In this scenario different binary messages will be sent between the AP and the two components.

One component will be provisioned as a sensor. This sensor will provide new blood sugar values to the application processor.

The application processor will monitor the blood sugar values provided by the sensor and calculate an average of blood sugar values.

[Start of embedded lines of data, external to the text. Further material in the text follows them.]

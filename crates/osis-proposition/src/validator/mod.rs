//! # Business Validators
//!
//! Single-rule validators grouped by concern, and the per-transition
//! lists that compose them. Aggregate methods only ever run lists.

pub mod acces;
pub mod candidat;
pub mod comptabilite;
pub mod decision;
pub mod lists;

pub use lists::*;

The actuator will implement three different states: actuator off, actuator low-flow, and actuator on. During normal operating mode in Attack Phase 1: Operational Device, your design will operate in the actuator off and actuator low-flow modes.

Note

Values are provided by the sensor that are within the threshold ranges for all three of the modes implemented by the actuator.

Timing Requirements

Under nominal operating conditions (i.e., a properly provisioned and functioning system not being affected by an attack or other physical failure), your system should meet the following timing requirements:

Operation

Maximum Time for Completion

Device Wake

1 second

Attestation

3 seconds

List Components

3 seconds

Boot

3 seconds

Replace Component

5 seconds

Secure Send/Receive

1 second

On the dection of an attack, (e.g., failed PIN entry), you may include an additional delay of no more than 5 seconds before becoming fully functional. If post boot communications are unable to complete, they may wait until communication is available again.

Warning

Due to the configuration of the Attack Boards, you must only use power-on reset to reset the board. Any other reset will cause the system to stop executing until power-on reset again.

Size Requirements

Component

Size

Component ID

4 bytes (Last byte is valid I2C address)

Replacement Token

16 bytes

Attestation PIN

6 bytes

AP Boot Message

Max 64 bytes

Attestation Customer Name

Max 64 bytes

Attestation Manufacture Location

Max 64 bytes

Attestation Date

Max 64 bytes

Component Boot Message

Max 64 bytes

Secure Send/Receive Message

Max 64B

Firmware must align with maximum size requirements as shown below:

Firmware Size

Starting Address

0x1000E000

Ending Address

0x10045FFF

The maximum size of the firmware is: 226KB.

Flash is available from 0x10045FFF to 0x1007E000 to write non-volatile data to. This space is not relevant for application firmware.

Host Tools

Unlike previous years, the host tools this year are created by the organizers and read-only. The host tools create a basic input/output format for communications between your devices and the host computer. More information on the host tools is available here.

Allowed Programming Languages

To build the firmware your design, your team may choose to implement your design in any compatible language. To align with good development practices, you must not use a language that was specifically chosen to be difficult to understand.

The pre-approved programming languages are: C, C++, and Rust. If you wish to use a different language, please reach out to the organizers first.

The Reference Design was created in C, and as such if you team decides to use another programming language, the Nix build environment must be updated to allow for the organizers and teams to be able to build and utilize your design.